The suit, made public Monday in Delaware Chancery Court, asserts breach of fiduciary duty claims against the defendants: seven members of the WWE board that include McMahon and Paul "Triple H" Levesque. It claims the actions of the board led by McMahon orchestrated an eventual deal "designed to favor Endeavor and exclude other bidders seeking [to] axe McMahon."
McMahon, who was forced out by the board as WWE president and CEO in 2022 amid sexual abuse and harassment allegations an an ensuing investigation, eventually returned with a newly installed board and announced a "strategic review process (i.e., a sale of the Company)," a move that, according to the suit, was McMahon "maneuvering to secure his power and control over the Company in the face of mounting stockholder discontent and government investigations into his illegal predatory behavior."

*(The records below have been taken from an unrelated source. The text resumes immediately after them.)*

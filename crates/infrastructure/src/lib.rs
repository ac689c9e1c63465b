//! Serverwatch Infrastructure Layer
pub mod cache;
pub mod query;
pub mod registry;
pub mod settings;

The suit added: "McMahon immediately approached his long-time friend and Endeavor CEO Ari Emanuel, whom McMahon knew would allow him to remain at the helm of the post-transaction Company. … Thereafter, the WWE Board-which was controlled by McMahon- conjured up a sham sales process designed to favor Endeavor and exclude other bidders seeking axe McMahon.
The suit said WWE began signing confidentiality agreements with potential bidders on February 6, 2023. "The very next day, Endeavor submitted a proposal to combine Endeavor's Ultimate Fighting Championship (‘UFC') subsidiary with WWE in a cash and stock transaction where WWE stockholders would receive consideration equivalent to $88.43 per share."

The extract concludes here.